Start of Provided information

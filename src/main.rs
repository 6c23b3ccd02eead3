// Entry point and high-level CLI flow.
//
// The menu drives the full pipeline:
// - Option [1] loads the persisted survey collection, printing diagnostics.
// - Option [2] records a demo survey response into the store.
// - Option [3] runs the analysis engine and previews the category table.
// - Option [4] assembles a report and exports text + CSV artifacts.
// - Option [5] simulates an intervention scenario for a city.
// - Option [6] prints the city health index breakdown.
// - Option [7] serves the Earth-observation query API.

use std::io::{self, Write};
use std::sync::{Arc, Mutex};

use chrono::Utc;
use once_cell::sync::Lazy;
use tracing::warn;

use urbanscope::analysis;
use urbanscope::api;
use urbanscope::earthdata::{EarthDataService, HistoricalMetric};
use urbanscope::health;
use urbanscope::output;
use urbanscope::report;
use urbanscope::scenario;
use urbanscope::store::{JsonFileStore, ResponseStore};
use urbanscope::survey;
use urbanscope::types::{
    Answer, AnswerValue, CategoryRow, HealthMetrics, MetricCardRow, NewResponse, QuestionKind,
    SurveyResponse,
};
use urbanscope::util::format_int;

const STORE_PATH: &str = "urban_planning_surveys.json";
const API_ADDR: &str = "127.0.0.1:3000";

// Simple in-memory app state so we only load the collection once but can run
// analyses and reports multiple times in a single session.
static APP_STATE: Lazy<Mutex<AppState>> = Lazy::new(|| Mutex::new(AppState { responses: None }));

struct AppState {
    responses: Option<Vec<SurveyResponse>>,
}

/// Read a single line of input after printing the common "Enter choice:" prompt.
fn read_choice() -> String {
    print!("Enter choice: ");
    let _ = io::stdout().flush();
    let mut buf = String::new();
    io::stdin().read_line(&mut buf).ok();
    buf.trim().to_string()
}

fn prompt(label: &str) -> String {
    print!("{label}: ");
    let _ = io::stdout().flush();
    let mut buf = String::new();
    io::stdin().read_line(&mut buf).ok();
    buf.trim().to_string()
}

fn loaded_responses() -> Option<Vec<SurveyResponse>> {
    let state = APP_STATE.lock().unwrap();
    state.responses.clone()
}

/// Handle option [1]: load the persisted survey collection.
fn handle_load() {
    let store = JsonFileStore::new(STORE_PATH);
    match store.load_all() {
        Ok(responses) => {
            println!(
                "Loaded {} survey responses from {}.\n",
                format_int(responses.len() as i64),
                STORE_PATH
            );
            let mut state = APP_STATE.lock().unwrap();
            state.responses = Some(responses);
        }
        Err(e) => {
            eprintln!("Failed to load survey data: {}\n", e);
        }
    }
}

/// Handle option [2]: record a demo response built from the question catalog.
fn handle_submit() {
    let location = {
        println!("Locations: {}", survey::CITIES.join(", "));
        let choice = prompt("Location");
        if choice.is_empty() {
            survey::CITIES[0].to_string()
        } else {
            choice
        }
    };

    let mut answers = Vec::new();
    for question in &survey::QUESTIONS {
        let value = match question.kind {
            QuestionKind::Rating => {
                let raw = prompt(&format!("{} (1-5)", question.question));
                match raw.parse::<u8>() {
                    Ok(r @ 1..=5) => AnswerValue::Rating(r),
                    _ => {
                        println!("Skipping {} (expected a 1-5 rating)", question.id);
                        continue;
                    }
                }
            }
            QuestionKind::MultipleChoice => {
                AnswerValue::Choice(question.options[0].to_string())
            }
            QuestionKind::FreeText | QuestionKind::LocationSelect => continue,
        };
        answers.push(Answer {
            question_id: question.id.to_string(),
            category: question.category,
            value,
        });
    }

    let mut store = JsonFileStore::new(STORE_PATH);
    match store.record(NewResponse {
        answers,
        location,
        user_type: "Resident".to_string(),
    }) {
        Ok(recorded) => {
            println!("Recorded response {} for {}.\n", recorded.id, recorded.location);
            // Invalidate the cached collection so the next analysis reloads.
            let mut state = APP_STATE.lock().unwrap();
            state.responses = None;
        }
        Err(e) => eprintln!("Failed to record response: {}\n", e),
    }
}

/// Handle option [3]: run the analysis engine over the loaded collection.
fn handle_analysis() {
    let Some(responses) = loaded_responses() else {
        println!("Error: No data loaded. Please load the survey collection first (option 1).\n");
        return;
    };

    let results = analysis::analyze(&responses);
    let summary = analysis::summarize(&responses, &results);
    println!(
        "Analyzed {} surveys: {} high priority, {} improving.\n",
        format_int(summary.total_surveys as i64),
        summary.high_priority,
        summary.improving
    );

    let rows: Vec<CategoryRow> = results.iter().map(CategoryRow::from).collect();
    output::preview_table_rows(&rows, rows.len());

    for result in &results {
        println!("{} insights:", result.category.display_name());
        for insight in &result.insights {
            println!("  - {insight}");
        }
    }
    println!();
}

/// Handle option [4]: assemble a report and export the artifacts.
fn handle_report() {
    let Some(responses) = loaded_responses() else {
        println!("Error: No data loaded. Please load the survey collection first (option 1).\n");
        return;
    };

    let location = {
        println!("Locations: {} or {}", survey::CITIES.join(", "), report::ALL_CITIES);
        let choice = prompt("Location");
        if choice.is_empty() {
            report::ALL_CITIES.to_string()
        } else {
            choice
        }
    };

    println!("Generating report...");
    let document = report::build_report(&location, &responses, Utc::now());

    let text = report::render_text(&document);
    let text_file = "urban_planning_report.txt";
    if let Err(e) = output::write_text(text_file, &text) {
        eprintln!("Write error: {}", e);
    }

    let rows: Vec<CategoryRow> = document.category_analysis.iter().map(CategoryRow::from).collect();
    let csv_file = "report_category_analysis.csv";
    if let Err(e) = output::write_csv(csv_file, &rows) {
        eprintln!("Write error: {}", e);
    }

    let json_file = "urban_planning_report.json";
    if let Err(e) = output::write_json(json_file, &document) {
        eprintln!("Write error: {}", e);
    }

    println!("{}", text);
    println!("(Report exported to {text_file}, {csv_file}, {json_file})\n");
}

/// Handle option [5]: simulate an intervention scenario.
fn handle_simulation() {
    println!("Available scenarios:");
    for s in scenario::scenarios() {
        println!("  {} - {} ({}, {})", s.id, s.name, s.estimated_cost, s.timeline);
    }
    let scenario_id = prompt("Scenario id");
    let city = prompt("City");

    match scenario::simulate(&scenario_id, &city) {
        Ok(result) => {
            println!("\nSimulation Results: {}\n", result.scenario);
            let ba = &result.before_after;
            println!(
                "Temperature: {:.1}°C -> {:.1}°C",
                ba.temperature.before, ba.temperature.after
            );
            println!(
                "Green Space: {:.0}% -> {:.0}%",
                ba.green_space.before, ba.green_space.after
            );
            println!(
                "Air Quality: {:.0} AQI -> {:.0} AQI",
                ba.air_quality.before, ba.air_quality.after
            );
            println!(
                "Engagement: {:.0}% -> {:.0}%",
                ba.engagement.before, ba.engagement.after
            );
            let cb = &result.cost_benefit;
            println!(
                "Cost: {} | Annual savings: {} | Payback: {} | ROI: {}",
                cb.total_cost, cb.annual_savings, cb.payback_period, cb.roi
            );
            println!("\nTop risks:");
            for risk in &result.risks.high {
                println!("  - {risk}");
            }
            println!();
        }
        Err(e) => {
            eprintln!("Simulation failed: {}\n", e);
        }
    }
}

/// Handle option [6]: city health index from the demo metric sets, plus a
/// metric-card CSV export for the chosen city.
fn handle_health_index() {
    let city = {
        let choice = prompt("City");
        if choice.is_empty() {
            "Mumbai, Maharashtra".to_string()
        } else {
            choice
        }
    };
    let metrics = demo_metrics(&city);
    let score = health::compute_index(&metrics);
    let history = health::synthetic_history(f64::from(score), 0);
    let assessment = health::assess(&metrics, &history);

    println!("\nCity Health Index for {}: {} ({})", city, assessment.score, assessment.label);
    println!("Trend: {:?}", assessment.trend);
    println!("Recommendations:");
    for rec in &assessment.recommendations {
        println!("  - {rec}");
    }

    let cards = metric_cards(&city, Utc::now());
    let cards_file = "city_metric_cards.csv";
    match output::write_metric_cards(cards_file, &cards) {
        Ok(()) => println!("(Metric cards exported to {cards_file})\n"),
        Err(e) => eprintln!("Write error: {}\n", e),
    }
}

/// One exportable card per insight figure, with the change column taken from
/// the tail of the matching historical series.
fn metric_cards(city: &str, now: chrono::DateTime<Utc>) -> Vec<MetricCardRow> {
    let service = EarthDataService::default();
    let insights = service.city_insights(city);
    let timestamp = now.format("%Y-%m-%d %H:%M").to_string();

    let change_for = |metric: HistoricalMetric| {
        let series = service.historical(city, metric, 2, now);
        match series.as_slice() {
            [prev, last] => format!("{:+.1}", last.value - prev.value),
            _ => "0.0".to_string(),
        }
    };

    vec![
        MetricCardRow {
            metric: "Heat Island Intensity".into(),
            value: format!("{:.1}", insights.heat_island_intensity),
            unit: "°C".into(),
            change: change_for(HistoricalMetric::Temperature),
            timestamp: timestamp.clone(),
            source: "Landsat 8 TIRS".into(),
        },
        MetricCardRow {
            metric: "Green Space Deficit".into(),
            value: format!("{:.0}", insights.green_space_deficit),
            unit: "%".into(),
            change: change_for(HistoricalMetric::Vegetation),
            timestamp: timestamp.clone(),
            source: "MODIS NDVI".into(),
        },
        MetricCardRow {
            metric: "Air Quality Index".into(),
            value: format!("{:.0}", insights.air_quality_index),
            unit: "AQI".into(),
            change: change_for(HistoricalMetric::AirQuality),
            timestamp: timestamp.clone(),
            source: "MODIS Aerosol".into(),
        },
        MetricCardRow {
            metric: "Flood Risk Areas".into(),
            value: format!("{:.0}", insights.flood_risk_areas),
            unit: "%".into(),
            change: "0.0".into(),
            timestamp,
            source: "SRTM".into(),
        },
    ]
}

/// Demo component scores per city, standing in for live dashboard inputs.
fn demo_metrics(city: &str) -> HealthMetrics {
    match city {
        "Bangalore, Karnataka" => HealthMetrics {
            air_quality: 72.0,
            temperature: 68.0,
            vegetation: 61.0,
            water_quality: 74.0,
            waste_management: 70.0,
            public_health: 78.0,
            transport_efficiency: 64.0,
            energy_consumption: 62.0,
        },
        "Delhi, NCT" => HealthMetrics {
            air_quality: 38.0,
            temperature: 45.0,
            vegetation: 40.0,
            water_quality: 58.0,
            waste_management: 55.0,
            public_health: 62.0,
            transport_efficiency: 57.0,
            energy_consumption: 48.0,
        },
        _ => HealthMetrics {
            air_quality: 65.0,
            temperature: 58.0,
            vegetation: 45.0,
            water_quality: 72.0,
            waste_management: 68.0,
            public_health: 75.0,
            transport_efficiency: 60.0,
            energy_consumption: 55.0,
        },
    }
}

/// Handle option [7]: serve the Earth-observation query API until Ctrl-C.
fn handle_serve() {
    let service = Arc::new(EarthDataService::default());
    let runtime = match tokio::runtime::Runtime::new() {
        Ok(rt) => rt,
        Err(e) => {
            eprintln!("Failed to start runtime: {}\n", e);
            return;
        }
    };
    println!("Serving earth data API on http://{API_ADDR} (Ctrl-C to stop)\n");
    if let Err(e) = runtime.block_on(api::serve(API_ADDR, service)) {
        warn!(%e, "API server exited");
        eprintln!("Server error: {}\n", e);
    }
}

fn main() {
    tracing_subscriber::fmt()
        .with_env_filter(
            tracing_subscriber::EnvFilter::try_from_default_env()
                .unwrap_or_else(|_| "urbanscope=info".into()),
        )
        .init();

    loop {
        println!("Urban Planning Analytics");
        println!("[1] Load survey responses");
        println!("[2] Submit a demo response");
        println!("[3] Run analysis engine");
        println!("[4] Generate report");
        println!("[5] Simulate scenario");
        println!("[6] City health index");
        println!("[7] Serve earth data API");
        println!("[q] Quit\n");
        match read_choice().as_str() {
            "1" => handle_load(),
            "2" => handle_submit(),
            "3" => handle_analysis(),
            "4" => handle_report(),
            "5" => handle_simulation(),
            "6" => handle_health_index(),
            "7" => handle_serve(),
            "q" | "Q" => {
                println!("Exiting the program.");
                break;
            }
            _ => {
                println!("Invalid choice. Please enter 1-7 or q.\n");
            }
        }
    }
}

End of Provided information

* [Problem statement]:
Transcribe the records above exactly, from the opening line down to and including the line with "const STORE_PATH: &str".

* [Reply to the task]:
filename src/main.rs
repository 6c23b3ccd02eead3
// Entry point and high-level CLI flow.
//
// The menu drives the full pipeline:
// - Option [1] loads the persisted survey collection, printing diagnostics.
// - Option [2] records a demo survey response into the store.
// - Option [3] runs the analysis engine and previews the category table.
// - Option [4] assembles a report and exports text + CSV artifacts.
// - Option [5] simulates an intervention scenario for a city.
// - Option [6] prints the city health index breakdown.
// - Option [7] serves the Earth-observation query API.

use std::io::{self, Write};
use std::sync::{Arc, Mutex};

use chrono::Utc;
use once_cell::sync::Lazy;
use tracing::warn;

use urbanscope::analysis;
use urbanscope::api;
use urbanscope::earthdata::{EarthDataService, HistoricalMetric};
use urbanscope::health;
use urbanscope::output;
use urbanscope::report;
use urbanscope::scenario;
use urbanscope::store::{JsonFileStore, ResponseStore};
use urbanscope::survey;
use urbanscope::types::{
    Answer, AnswerValue, CategoryRow, HealthMetrics, MetricCardRow, NewResponse, QuestionKind,
    SurveyResponse,
};
use urbanscope::util::format_int;

const STORE_PATH: &str = "urban_planning_surveys.json";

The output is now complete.